Sí, hay que renovar la entrega; hay que volver a pronunciar: Señor, te amo, y decirlo con toda el alma. Aunque la parte sensible no responda, se lo diremos con el calor de la gracia y con la voluntad nuestra: Jesús mío, Rey del universo, te amamos.

Quiero insistir en la falta de lógica humana que se ve a lo largo de estos cuarenta y dos años de historia nuestra. Hemos encontrado, hijos, al Herodes que ha querido matar esta gran realidad divina –no es ilusión– de nuestra vida, que nos ha hecho cambiar del todo. También la Obra ha encontrado, más de una vez, a Herodes en su camino. Pero ¡tranquilos, tranquilos! No hemos dejado tantas cosas –los Magos hicieron lo mismo, abandonando incluso el lugar de su residencia, donde tenían quizá poder y eran considerados como personas de mucha categoría–; no hemos dejado nuestros intereses personales por una nimiedad. Ahora sabemos muy claramente que el motivo divino, que nos inquietó y nos arrancó de nuestra poltronería, es un motivo que vale la pena. ¡Vale la pena!: nos conviene ser fieles; nos conviene tener tanto amor, que en nuestra vida no quepa el temor.
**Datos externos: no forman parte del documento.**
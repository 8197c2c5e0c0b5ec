//! Constant-time software implementation.
//!
//! A 64-bit bitsliced AES round in the BearSSL `aes_ct64` construction: the
//! sixteen state bytes are orthogonalized into eight 64-bit bit planes, the
//! S-box is evaluated as a boolean circuit over those planes, and ShiftRows
//! and MixColumns are applied as word-level masks and rotations. No table
//! lookups, no secret-dependent branches.

/// AESL on a single block: SubBytes, ShiftRows, MixColumns, no key add.
pub fn aesl(block: &[u8; 16]) -> [u8; 16] {
    let w = [
        u32::from_le_bytes([block[0], block[1], block[2], block[3]]),
        u32::from_le_bytes([block[4], block[5], block[6], block[7]]),
        u32::from_le_bytes([block[8], block[9], block[10], block[11]]),
        u32::from_le_bytes([block[12], block[13], block[14], block[15]]),
    ];

    // Slots 1-3 (q[1..4] and q[5..8]) would carry three more blocks; they
    // stay zero for the single-block case.
    let mut q = [0u64; 8];
    (q[0], q[4]) = interleave_in(&w);

    ortho(&mut q);
    sub_bytes(&mut q);
    shift_rows(&mut q);
    mix_columns(&mut q);
    ortho(&mut q);

    let w = interleave_out(q[0], q[4]);

    let mut output = [0u8; 16];
    output[0..4].copy_from_slice(&w[0].to_le_bytes());
    output[4..8].copy_from_slice(&w[1].to_le_bytes());
    output[8..12].copy_from_slice(&w[2].to_le_bytes());
    output[12..16].copy_from_slice(&w[3].to_le_bytes());
    output
}

/// Portable XOR reduction over the sixteen state blocks.
pub fn xor_reduce_blocks(blocks: &[[u8; 16]; 16]) -> [u8; 16] {
    let mut acc = [0u8; 16];
    for block in blocks {
        for (a, b) in acc.iter_mut().zip(block.iter()) {
            *a ^= b;
        }
    }
    acc
}

/// Spread the four little-endian words of one block over two 64-bit words
/// so that `ortho` can split them into bit planes.
#[inline(always)]
fn interleave_in(w: &[u32; 4]) -> (u64, u64) {
    let mut x0 = u64::from(w[0]);
    let mut x1 = u64::from(w[1]);
    let mut x2 = u64::from(w[2]);
    let mut x3 = u64::from(w[3]);
    x0 |= x0 << 16;
    x1 |= x1 << 16;
    x2 |= x2 << 16;
    x3 |= x3 << 16;
    x0 &= 0x0000FFFF0000FFFF;
    x1 &= 0x0000FFFF0000FFFF;
    x2 &= 0x0000FFFF0000FFFF;
    x3 &= 0x0000FFFF0000FFFF;
    x0 |= x0 << 8;
    x1 |= x1 << 8;
    x2 |= x2 << 8;
    x3 |= x3 << 8;
    x0 &= 0x00FF00FF00FF00FF;
    x1 &= 0x00FF00FF00FF00FF;
    x2 &= 0x00FF00FF00FF00FF;
    x3 &= 0x00FF00FF00FF00FF;
    (x0 | (x2 << 8), x1 | (x3 << 8))
}

/// Inverse of [`interleave_in`].
#[inline(always)]
fn interleave_out(q0: u64, q1: u64) -> [u32; 4] {
    let mut x0 = q0 & 0x00FF00FF00FF00FF;
    let mut x1 = q1 & 0x00FF00FF00FF00FF;
    let mut x2 = (q0 >> 8) & 0x00FF00FF00FF00FF;
    let mut x3 = (q1 >> 8) & 0x00FF00FF00FF00FF;
    x0 |= x0 >> 8;
    x1 |= x1 >> 8;
    x2 |= x2 >> 8;
    x3 |= x3 >> 8;
    x0 &= 0x0000FFFF0000FFFF;
    x1 &= 0x0000FFFF0000FFFF;
    x2 &= 0x0000FFFF0000FFFF;
    x3 &= 0x0000FFFF0000FFFF;
    [
        (x0 as u32) | ((x0 >> 16) as u32),
        (x1 as u32) | ((x1 >> 16) as u32),
        (x2 as u32) | ((x2 >> 16) as u32),
        (x3 as u32) | ((x3 >> 16) as u32),
    ]
}

/// Bytewise orthogonalization of eight 64-bit words: bit k of the byte at
/// rank i in q[j] moves to q[k] at rank 8*i+j. This operation is an
/// involution.
#[inline(always)]
fn ortho(q: &mut [u64; 8]) {
    macro_rules! swap {
        (2; $x:expr, $y:expr) => {
            swap!(0x5555555555555555, 0xAAAAAAAAAAAAAAAA, 1, $x, $y)
        };
        (4; $x:expr, $y:expr) => {
            swap!(0x3333333333333333, 0xCCCCCCCCCCCCCCCC, 2, $x, $y)
        };
        (8; $x:expr, $y:expr) => {
            swap!(0x0F0F0F0F0F0F0F0F, 0xF0F0F0F0F0F0F0F0, 4, $x, $y)
        };
        ($cl:literal, $ch:literal, $s:literal, $x:expr, $y:expr) => {
            let a = $x;
            let b = $y;
            $x = (a & $cl) | ((b & $cl) << $s);
            $y = ((a & $ch) >> $s) | (b & $ch);
        };
    }

    swap!(2; q[0], q[1]);
    swap!(2; q[2], q[3]);
    swap!(2; q[4], q[5]);
    swap!(2; q[6], q[7]);

    swap!(4; q[0], q[2]);
    swap!(4; q[1], q[3]);
    swap!(4; q[4], q[6]);
    swap!(4; q[5], q[7]);

    swap!(8; q[0], q[4]);
    swap!(8; q[1], q[5]);
    swap!(8; q[2], q[6]);
    swap!(8; q[3], q[7]);
}

#[inline(always)]
fn shift_rows(q: &mut [u64; 8]) {
    for x in q {
        *x = (*x & 0x000000000000FFFF)
            | ((*x & 0x00000000FFF00000) >> 4)
            | ((*x & 0x00000000000F0000) << 12)
            | ((*x & 0x0000FF0000000000) >> 8)
            | ((*x & 0x000000FF00000000) << 8)
            | ((*x & 0xF000000000000000) >> 12)
            | ((*x & 0x0FFF000000000000) << 4);
    }
}

#[inline(always)]
fn mix_columns(q: &mut [u64; 8]) {
    let q0 = q[0];
    let q1 = q[1];
    let q2 = q[2];
    let q3 = q[3];
    let q4 = q[4];
    let q5 = q[5];
    let q6 = q[6];
    let q7 = q[7];

    let r0 = q0.rotate_left(48);
    let r1 = q1.rotate_left(48);
    let r2 = q2.rotate_left(48);
    let r3 = q3.rotate_left(48);
    let r4 = q4.rotate_left(48);
    let r5 = q5.rotate_left(48);
    let r6 = q6.rotate_left(48);
    let r7 = q7.rotate_left(48);

    q[0] = q7 ^ r7 ^ r0 ^ (q0 ^ r0).rotate_right(32);
    q[1] = q0 ^ r0 ^ q7 ^ r7 ^ r1 ^ (q1 ^ r1).rotate_right(32);
    q[2] = q1 ^ r1 ^ r2 ^ (q2 ^ r2).rotate_right(32);
    q[3] = q2 ^ r2 ^ q7 ^ r7 ^ r3 ^ (q3 ^ r3).rotate_right(32);
    q[4] = q3 ^ r3 ^ q7 ^ r7 ^ r4 ^ (q4 ^ r4).rotate_right(32);
    q[5] = q4 ^ r4 ^ r5 ^ (q5 ^ r5).rotate_right(32);
    q[6] = q5 ^ r5 ^ r6 ^ (q6 ^ r6).rotate_right(32);
    q[7] = q6 ^ r6 ^ r7 ^ (q7 ^ r7).rotate_right(32);
}

/// The AES S-box over eight bit planes; 64 instances evaluated in parallel
/// as a boolean circuit (Boyar-Peralta decomposition).
#[inline(always)]
fn sub_bytes(q: &mut [u64; 8]) {
    let x0 = q[7];
    let x1 = q[6];
    let x2 = q[5];
    let x3 = q[4];
    let x4 = q[3];
    let x5 = q[2];
    let x6 = q[1];
    let x7 = q[0];

    // Top linear transformation.
    let y14 = x3 ^ x5;
    let y13 = x0 ^ x6;
    let y9 = x0 ^ x3;
    let y8 = x0 ^ x5;
    let t0 = x1 ^ x2;
    let y1 = t0 ^ x7;
    let y4 = y1 ^ x3;
    let y12 = y13 ^ y14;
    let y2 = y1 ^ x0;
    let y5 = y1 ^ x6;
    let y3 = y5 ^ y8;
    let t1 = x4 ^ y12;
    let y15 = t1 ^ x5;
    let y20 = t1 ^ x1;
    let y6 = y15 ^ x7;
    let y10 = y15 ^ t0;
    let y11 = y20 ^ y9;
    let y7 = x7 ^ y11;
    let y17 = y10 ^ y11;
    let y19 = y10 ^ y8;
    let y16 = t0 ^ y11;
    let y21 = y13 ^ y16;
    let y18 = x0 ^ y16;

    // Non-linear section.
    let t2 = y12 & y15;
    let t3 = y3 & y6;
    let t4 = t3 ^ t2;
    let t5 = y4 & x7;
    let t6 = t5 ^ t2;
    let t7 = y13 & y16;
    let t8 = y5 & y1;
    let t9 = t8 ^ t7;
    let t10 = y2 & y7;
    let t11 = t10 ^ t7;
    let t12 = y9 & y11;
    let t13 = y14 & y17;
    let t14 = t13 ^ t12;
    let t15 = y8 & y10;
    let t16 = t15 ^ t12;
    let t17 = t4 ^ t14;
    let t18 = t6 ^ t16;
    let t19 = t9 ^ t14;
    let t20 = t11 ^ t16;
    let t21 = t17 ^ y20;
    let t22 = t18 ^ y19;
    let t23 = t19 ^ y21;
    let t24 = t20 ^ y18;

    let t25 = t21 ^ t22;
    let t26 = t21 & t23;
    let t27 = t24 ^ t26;
    let t28 = t25 & t27;
    let t29 = t28 ^ t22;
    let t30 = t23 ^ t24;
    let t31 = t22 ^ t26;
    let t32 = t31 & t30;
    let t33 = t32 ^ t24;
    let t34 = t23 ^ t33;
    let t35 = t27 ^ t33;
    let t36 = t24 & t35;
    let t37 = t36 ^ t34;
    let t38 = t27 ^ t36;
    let t39 = t29 & t38;
    let t40 = t25 ^ t39;

    let t41 = t40 ^ t37;
    let t42 = t29 ^ t33;
    let t43 = t29 ^ t40;
    let t44 = t33 ^ t37;
    let t45 = t42 ^ t41;
    let z0 = t44 & y15;
    let z1 = t37 & y6;
    let z2 = t33 & x7;
    let z3 = t43 & y16;
    let z4 = t40 & y1;
    let z5 = t29 & y7;
    let z6 = t42 & y11;
    let z7 = t45 & y17;
    let z8 = t41 & y10;
    let z9 = t44 & y12;
    let z10 = t37 & y3;
    let z11 = t33 & y4;
    let z12 = t43 & y13;
    let z13 = t40 & y5;
    let z14 = t29 & y2;
    let z15 = t42 & y9;
    let z16 = t45 & y14;
    let z17 = t41 & y8;

    // Bottom linear transformation.
    let t46 = z15 ^ z16;
    let t47 = z10 ^ z11;
    let t48 = z5 ^ z13;
    let t49 = z9 ^ z10;
    let t50 = z2 ^ z12;
    let t51 = z2 ^ z5;
    let t52 = z7 ^ z8;
    let t53 = z0 ^ z3;
    let t54 = z6 ^ z7;
    let t55 = z16 ^ z17;
    let t56 = z12 ^ t48;
    let t57 = t50 ^ t53;
    let t58 = z4 ^ t46;
    let t59 = z3 ^ t54;
    let t60 = t46 ^ t57;
    let t61 = z14 ^ t57;
    let t62 = t52 ^ t58;
    let t63 = t49 ^ t58;
    let t64 = z4 ^ t59;
    let t65 = t61 ^ t62;
    let t66 = z1 ^ t63;
    let s0 = t59 ^ t63;
    let s6 = t56 ^ !t62;
    let s7 = t48 ^ !t60;
    let t67 = t64 ^ t65;
    let s3 = t53 ^ t66;
    let s4 = t51 ^ t66;
    let s5 = t47 ^ t65;
    let s1 = t64 ^ !s3;
    let s2 = t55 ^ !t67;

    q[7] = s0;
    q[6] = s1;
    q[5] = s2;
    q[4] = s3;
    q[3] = s4;
    q[2] = s5;
    q[1] = s6;
    q[0] = s7;
}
Cada uno, en el fondo de su conciencia, después de confesar: Señor, te pido perdón de mis pecados, puede dirigirse a Dios con confianza absoluta, filial; con la confianza que merece este Padre que –no me canso de repetirlo– nos ama a cada uno de nosotros como una madre a su hijo… Mucho más, no como; mucho más que una madre a su hijo y que un padre a su hijo primogénito. Es ése el momento de decir a este Dios poderosísimo, sapientísimo, Padre nuestro, que nos ha amado, a cada uno, hasta la muerte y muerte de cruz, que no perderemos la serenidad aunque las cosas, en apariencia, vayan empeorando. Nosotros, hijos, sigamos adelante en nuestro camino, tranquilos, porque Dios nuestro Señor no permitirá que destruyan su Iglesia, no dejará que se pierdan en el mundo las trazas de sus pisadas divinas.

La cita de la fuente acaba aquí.